* _Assigned task_
Scan the entries below for the word "MapAccess", then copy each line that holds it.

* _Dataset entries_
■ ■ ■ ■ ■

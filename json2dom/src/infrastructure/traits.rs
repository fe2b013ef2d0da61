//! I/O boundary traits for testability
//!
//! Services read descriptions and write rendered output through these traits,
//! so they can be tested with in-memory implementations.

use std::io;
use std::path::Path;

/// Filesystem abstraction for testability.
pub trait FileSystem: Send + Sync {
    /// Read file contents to string.
    fn read_to_string(&self, path: &Path) -> io::Result<String>;

    /// Write string content to file.
    fn write(&self, path: &Path, content: &str) -> io::Result<()>;

    /// Check if path exists.
    fn exists(&self, path: &Path) -> bool;

    /// Check if path is a file.
    fn is_file(&self, path: &Path) -> bool;

    /// Create parent directories if needed.
    fn ensure_parent(&self, path: &Path) -> io::Result<()>;
}

/// Real filesystem implementation.
#[derive(Debug, Default)]
pub struct RealFileSystem;

impl FileSystem for RealFileSystem {
    fn read_to_string(&self, path: &Path) -> io::Result<String> {
        std::fs::read_to_string(path)
    }

    fn write(&self, path: &Path, content: &str) -> io::Result<()> {
        std::fs::write(path, content)
    }

    fn exists(&self, path: &Path) -> bool {
        path.exists()
    }

    fn is_file(&self, path: &Path) -> bool {
        path.is_file()
    }

    fn ensure_parent(&self, path: &Path) -> io::Result<()> {
        match path.parent() {
            Some(parent) if !parent.as_os_str().is_empty() => std::fs::create_dir_all(parent),
            _ => Ok(()),
        }
    }
}
//! Dependency wiring

pub mod service_container;

pub use service_container::ServiceContainer;
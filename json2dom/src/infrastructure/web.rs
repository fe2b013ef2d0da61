//! Browser host: builds descriptions directly into the live DOM.

use js_sys::Reflect;
use wasm_bindgen::closure::Closure;
use wasm_bindgen::JsValue;
use web_sys::{Document, Element};

use crate::domain::{HandlerRegistry, Host, HostError, NodeDescription, PropValue, TreeBuilder};
use crate::infrastructure::{InfraError, InfraResult};

/// [`Host`] over a `web_sys::Document`.
#[derive(Debug, Clone)]
pub struct WebHost {
    document: Document,
}

impl WebHost {
    /// Host for the current window's document.
    pub fn new() -> Result<Self, HostError> {
        let window = web_sys::window().ok_or_else(|| HostError::Js("window is not available".into()))?;
        let document = window
            .document()
            .ok_or_else(|| HostError::Js("document is not available".into()))?;
        Ok(Self { document })
    }

    pub fn from_document(document: Document) -> Self {
        Self { document }
    }

    pub fn document(&self) -> &Document {
        &self.document
    }

    /// Append `root` to the element with id `container_id`.
    pub fn mount(&self, container_id: &str, root: &Element) -> Result<Element, HostError> {
        let container = self
            .document
            .get_element_by_id(container_id)
            .ok_or_else(|| HostError::ContainerNotFound(container_id.to_string()))?;
        container.append_child(root).map_err(js_error)?;
        Ok(container)
    }
}

impl Host for WebHost {
    type Element = Element;

    fn create_element(&mut self, tag: &str) -> Result<Element, HostError> {
        self.document
            .create_element(tag)
            .map_err(|_| HostError::InvalidTag(tag.to_string()))
    }

    fn set_property(&mut self, element: &Element, name: &str, value: &PropValue) -> Result<(), HostError> {
        let assigned = Reflect::set(element.as_ref(), &JsValue::from_str(name), &to_js(value))
            .map_err(js_error)?;
        if assigned {
            Ok(())
        } else {
            Err(HostError::ReadOnlyProperty {
                tag: element.tag_name().to_ascii_lowercase(),
                property: name.to_string(),
            })
        }
    }

    fn append_child(&mut self, parent: &Element, child: &Element) -> Result<(), HostError> {
        parent.append_child(child).map(|_| ()).map_err(js_error)
    }
}

/// Parse a JSON description, build it into the page and mount it under `container_id`.
pub fn render_json_into(
    container_id: &str,
    json: &str,
    handlers: &HandlerRegistry,
) -> InfraResult<Element> {
    let description = NodeDescription::from_json(json, handlers)
        .map_err(|e| InfraError::Application(e.into()))?;
    let mut host = WebHost::new().map_err(InfraError::Browser)?;
    let root = TreeBuilder::new()
        .convert(&mut host, &description)
        .map_err(|e| InfraError::Application(e.into()))?;
    host.mount(container_id, &root).map_err(InfraError::Browser)?;
    Ok(root)
}

fn to_js(value: &PropValue) -> JsValue {
    match value {
        PropValue::Null => JsValue::NULL,
        PropValue::Bool(b) => JsValue::from_bool(*b),
        PropValue::Number(n) => JsValue::from_f64(*n),
        PropValue::String(s) => JsValue::from_str(s),
        PropValue::Handler(cb) => {
            let cb = cb.clone();
            Closure::<dyn FnMut()>::new(move || cb.call()).into_js_value()
        }
    }
}

fn js_error(value: JsValue) -> HostError {
    HostError::Js(value.as_string().unwrap_or_else(|| format!("{value:?}")))
}
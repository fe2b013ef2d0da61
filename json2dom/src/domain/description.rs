//! Node descriptions: the declarative input of the tree builder.
//!
//! A description is a mapping with exactly one key, the tag name, whose value
//! is a property bag. The reserved `children` key of a bag holds an ordered
//! list of nested descriptions; every other key is assigned onto the element
//! as a named property.
//!
//! ```json
//! {"div": {"className": "row", "children": [{"input": {"id": "x"}}]}}
//! ```

use std::cell::Cell;
use std::fmt;

use serde::de::{self, DeserializeSeed, Deserializer, MapAccess, SeqAccess, Visitor};
use serde_json::{Map, Value};

use crate::domain::builder::DEFAULT_MAX_DEPTH;
use crate::domain::error::{DomainError, DomainResult};
use crate::domain::handlers::HandlerRegistry;
use crate::domain::value::PropValue;

/// Reserved property-bag key holding child descriptions.
pub const CHILDREN_KEY: &str = "children";

/// Key of the single-entry object that references a registered handler.
pub const HANDLER_KEY: &str = "$handler";

/// One element kind and its property bag.
#[derive(Debug, Clone, PartialEq)]
pub struct NodeDescription {
    tag: String,
    props: PropertyBag,
}

/// Ordered entries of a description, in source mapping order.
#[derive(Debug, Clone, PartialEq, Default)]
pub struct PropertyBag {
    entries: Vec<PropEntry>,
}

#[derive(Debug, Clone, PartialEq)]
pub enum PropEntry {
    Children(Vec<NodeDescription>),
    Property { name: String, value: PropValue },
}

impl NodeDescription {
    pub fn new(tag: impl Into<String>) -> Self {
        Self {
            tag: tag.into(),
            props: PropertyBag::default(),
        }
    }

    pub fn with_props(tag: impl Into<String>, props: PropertyBag) -> Self {
        Self {
            tag: tag.into(),
            props,
        }
    }

    /// Append a property entry.
    pub fn prop(mut self, name: impl Into<String>, value: impl Into<PropValue>) -> Self {
        self.props.push_property(name, value);
        self
    }

    /// Append a `children` entry.
    pub fn children(mut self, children: impl IntoIterator<Item = NodeDescription>) -> Self {
        self.props.push_children(children);
        self
    }

    pub fn tag(&self) -> &str {
        &self.tag
    }

    pub fn props(&self) -> &PropertyBag {
        &self.props
    }

    /// Number of descriptions in this subtree, including this one.
    pub fn node_count(&self) -> usize {
        1 + self
            .props
            .child_descriptions()
            .map(NodeDescription::node_count)
            .sum::<usize>()
    }

    /// Nesting depth of this subtree; a leaf has depth 1.
    pub fn depth(&self) -> usize {
        1 + self
            .props
            .child_descriptions()
            .map(NodeDescription::depth)
            .max()
            .unwrap_or(0)
    }

    /// Parse a JSON document, nesting bounded by [`DEFAULT_MAX_DEPTH`].
    pub fn from_json(text: &str, handlers: &HandlerRegistry) -> DomainResult<Self> {
        Self::from_json_with_max_depth(text, handlers, DEFAULT_MAX_DEPTH)
    }

    /// Parse a JSON document whose description nesting may not exceed `max_depth`.
    pub fn from_json_with_max_depth(
        text: &str,
        handlers: &HandlerRegistry,
        max_depth: usize,
    ) -> DomainResult<Self> {
        let exceeded = Cell::new(false);
        let mut deserializer = serde_json::Deserializer::from_str(text);
        // Nesting is bounded by DepthLimited instead
        deserializer.disable_recursion_limit();
        let value = DepthLimited::new(max_depth, &exceeded)
            .deserialize(&mut deserializer)
            .and_then(|value| deserializer.end().map(|()| value))
            .map_err(|e| decode_error("JSON", e, &exceeded, max_depth))?;
        Parser::new(handlers, max_depth).node(&value, "$", 1)
    }

    /// Parse a TOML document. Key order follows the document.
    pub fn from_toml(text: &str, handlers: &HandlerRegistry) -> DomainResult<Self> {
        Self::from_toml_with_max_depth(text, handlers, DEFAULT_MAX_DEPTH)
    }

    pub fn from_toml_with_max_depth(
        text: &str,
        handlers: &HandlerRegistry,
        max_depth: usize,
    ) -> DomainResult<Self> {
        let exceeded = Cell::new(false);
        let value = DepthLimited::new(max_depth, &exceeded)
            .deserialize(toml::Deserializer::new(text))
            .map_err(|e| decode_error("TOML", e, &exceeded, max_depth))?;
        Parser::new(handlers, max_depth).node(&value, "$", 1)
    }

    /// Parse an already-decoded value tree.
    pub fn from_value(value: &Value, handlers: &HandlerRegistry) -> DomainResult<Self> {
        Parser::new(handlers, DEFAULT_MAX_DEPTH).node(value, "$", 1)
    }
}

impl PropertyBag {
    pub fn new() -> Self {
        Self::default()
    }

    pub fn push_property(&mut self, name: impl Into<String>, value: impl Into<PropValue>) {
        self.entries.push(PropEntry::Property {
            name: name.into(),
            value: value.into(),
        });
    }

    pub fn push_children(&mut self, children: impl IntoIterator<Item = NodeDescription>) {
        self.entries
            .push(PropEntry::Children(children.into_iter().collect()));
    }

    pub fn iter(&self) -> std::slice::Iter<'_, PropEntry> {
        self.entries.iter()
    }

    pub fn len(&self) -> usize {
        self.entries.len()
    }

    pub fn is_empty(&self) -> bool {
        self.entries.is_empty()
    }

    /// Last value given to `name`, if any.
    pub fn get(&self, name: &str) -> Option<&PropValue> {
        self.entries.iter().rev().find_map(|entry| match entry {
            PropEntry::Property { name: n, value } if n == name => Some(value),
            _ => None,
        })
    }

    /// All child descriptions across every `children` entry, in order.
    pub fn child_descriptions(&self) -> impl Iterator<Item = &NodeDescription> {
        self.entries.iter().flat_map(PropEntry::child_descriptions)
    }
}

impl PropEntry {
    /// Child descriptions of a `children` entry; empty for properties.
    pub fn child_descriptions(&self) -> &[NodeDescription] {
        match self {
            PropEntry::Children(children) => children,
            PropEntry::Property { .. } => &[],
        }
    }
}

impl<'a> IntoIterator for &'a PropertyBag {
    type Item = &'a PropEntry;
    type IntoIter = std::slice::Iter<'a, PropEntry>;

    fn into_iter(self) -> Self::IntoIter {
        self.iter()
    }
}

fn decode_error(
    format: &'static str,
    error: impl fmt::Display,
    exceeded: &Cell<bool>,
    max_depth: usize,
) -> DomainError {
    if exceeded.get() {
        DomainError::DepthExceeded { max: max_depth }
    } else {
        DomainError::Syntax {
            format,
            message: error.to_string(),
        }
    }
}

/// Decodes a value tree, failing once containers nest deeper than `limit`.
///
/// One description level takes three containers: the node object, its
/// property bag and the `children` list.
#[derive(Clone, Copy)]
struct DepthLimited<'a> {
    depth: usize,
    limit: usize,
    exceeded: &'a Cell<bool>,
}

impl<'a> DepthLimited<'a> {
    fn new(max_depth: usize, exceeded: &'a Cell<bool>) -> Self {
        Self {
            depth: 0,
            limit: max_depth.saturating_mul(3).saturating_add(1),
            exceeded,
        }
    }

    fn enter<E: de::Error>(self) -> Result<Self, E> {
        if self.depth >= self.limit {
            self.exceeded.set(true);
            return Err(E::custom("description nesting limit exceeded"));
        }
        Ok(Self {
            depth: self.depth + 1,
            ..self
        })
    }
}

impl<'de> DeserializeSeed<'de> for DepthLimited<'_> {
    type Value = Value;

    fn deserialize<D: Deserializer<'de>>(self, deserializer: D) -> Result<Value, D::Error> {
        deserializer.deserialize_any(self)
    }
}

impl<'de> Visitor<'de> for DepthLimited<'_> {
    type Value = Value;

    fn expecting(&self, f: &mut fmt::Formatter<'_>) -> fmt::Result {
        f.write_str("a description value")
    }

    fn visit_bool<E: de::Error>(self, v: bool) -> Result<Value, E> {
        Ok(Value::Bool(v))
    }

    fn visit_i64<E: de::Error>(self, v: i64) -> Result<Value, E> {
        Ok(Value::from(v))
    }

    fn visit_u64<E: de::Error>(self, v: u64) -> Result<Value, E> {
        Ok(Value::from(v))
    }

    fn visit_f64<E: de::Error>(self, v: f64) -> Result<Value, E> {
        Ok(Value::from(v))
    }

    fn visit_str<E: de::Error>(self, v: &str) -> Result<Value, E> {
        Ok(Value::String(v.to_owned()))
    }

    fn visit_string<E: de::Error>(self, v: String) -> Result<Value, E> {
        Ok(Value::String(v))
    }

    fn visit_unit<E: de::Error>(self) -> Result<Value, E> {
        Ok(Value::Null)
    }

    fn visit_none<E: de::Error>(self) -> Result<Value, E> {
        Ok(Value::Null)
    }

    fn visit_some<D: Deserializer<'de>>(self, deserializer: D) -> Result<Value, D::Error> {
        DeserializeSeed::deserialize(self, deserializer)
    }

    fn visit_seq<A: SeqAccess<'de>>(self, mut seq: A) -> Result<Value, A::Error> {
        let nested = self.enter()?;
        let mut items = Vec::new();
        while let Some(item) = seq.next_element_seed(nested)? {
            items.push(item);
        }
        Ok(Value::Array(items))
    }

    fn visit_map<A: MapAccess<'de>>(self, mut map: A) -> Result<Value, A::Error> {
        let nested = self.enter()?;
        let mut entries = Map::new();
        while let Some(key) = map.next_key::<String>()? {
            let value = map.next_value_seed(nested)?;
            entries.insert(key, value);
        }
        Ok(Value::Object(entries))
    }
}

/// Turns a decoded value tree into descriptions.
struct Parser<'a> {
    handlers: &'a HandlerRegistry,
    max_depth: usize,
}

impl<'a> Parser<'a> {
    fn new(handlers: &'a HandlerRegistry, max_depth: usize) -> Self {
        Self {
            handlers,
            max_depth,
        }
    }

    fn node(&self, value: &Value, path: &str, depth: usize) -> DomainResult<NodeDescription> {
        if depth > self.max_depth {
            return Err(DomainError::DepthExceeded {
                max: self.max_depth,
            });
        }
        let map = value
            .as_object()
            .ok_or_else(|| DomainError::InvalidDescription {
                path: path.to_string(),
                message: format!("expected a single-key object, found {}", json_type(value)),
            })?;

        let mut keys = map.iter();
        let (tag, body) = match (keys.next(), keys.next()) {
            (None, _) => {
                return Err(DomainError::EmptyDescription {
                    path: path.to_string(),
                })
            }
            (Some(entry), None) => entry,
            (Some(_), Some(_)) => {
                return Err(DomainError::AmbiguousTag {
                    path: path.to_string(),
                    tags: map.keys().cloned().collect(),
                })
            }
        };

        let node_path = format!("{path}.{tag}");
        let bag = body
            .as_object()
            .ok_or_else(|| DomainError::InvalidDescription {
                path: node_path.clone(),
                message: format!("expected a property object, found {}", json_type(body)),
            })?;

        let props = self.bag(bag, &node_path, depth)?;
        Ok(NodeDescription::with_props(tag.clone(), props))
    }

    fn bag(&self, bag: &Map<String, Value>, path: &str, depth: usize) -> DomainResult<PropertyBag> {
        let mut props = PropertyBag::new();
        for (key, value) in bag {
            if key == CHILDREN_KEY {
                let items = value.as_array().ok_or_else(|| DomainError::InvalidChildren {
                    path: format!("{path}.{CHILDREN_KEY}"),
                })?;
                let children = items
                    .iter()
                    .enumerate()
                    .map(|(i, child)| {
                        self.node(child, &format!("{path}.{CHILDREN_KEY}[{i}]"), depth + 1)
                    })
                    .collect::<DomainResult<Vec<_>>>()?;
                props.push_children(children);
            } else {
                props.push_property(key.clone(), self.value(key, value, path)?);
            }
        }
        Ok(props)
    }

    fn value(&self, name: &str, value: &Value, path: &str) -> DomainResult<PropValue> {
        let invalid = |message: String| DomainError::InvalidPropertyValue {
            path: path.to_string(),
            name: name.to_string(),
            message,
        };

        match value {
            Value::Null => Ok(PropValue::Null),
            Value::Bool(b) => Ok(PropValue::Bool(*b)),
            Value::Number(n) => n
                .as_f64()
                .map(PropValue::Number)
                .ok_or_else(|| invalid(format!("number {n} out of range"))),
            Value::String(s) => Ok(PropValue::String(s.clone())),
            Value::Object(obj) => match (obj.len(), obj.get(HANDLER_KEY)) {
                (1, Some(Value::String(handler))) => self
                    .handlers
                    .get(handler)
                    .cloned()
                    .map(PropValue::Handler)
                    .ok_or_else(|| DomainError::UnknownHandler {
                        path: format!("{path}.{name}"),
                        name: handler.clone(),
                    }),
                _ => Err(invalid(format!(
                    "objects are only allowed as {{\"{HANDLER_KEY}\": \"name\"}}"
                ))),
            },
            Value::Array(_) => Err(invalid("lists are only allowed under 'children'".to_string())),
        }
    }
}

fn json_type(value: &Value) -> &'static str {
    match value {
        Value::Null => "null",
        Value::Bool(_) => "boolean",
        Value::Number(_) => "number",
        Value::String(_) => "string",
        Value::Array(_) => "list",
        Value::Object(_) => "object",
    }
}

■ ■ ■ ■ ■

* _Exercise result_
use serde::de::{self, DeserializeSeed, Deserializer, MapAccess, SeqAccess, Visitor};
    fn visit_map<A: MapAccess<'de>>(self, mut map: A) -> Result<Value, A::Error> {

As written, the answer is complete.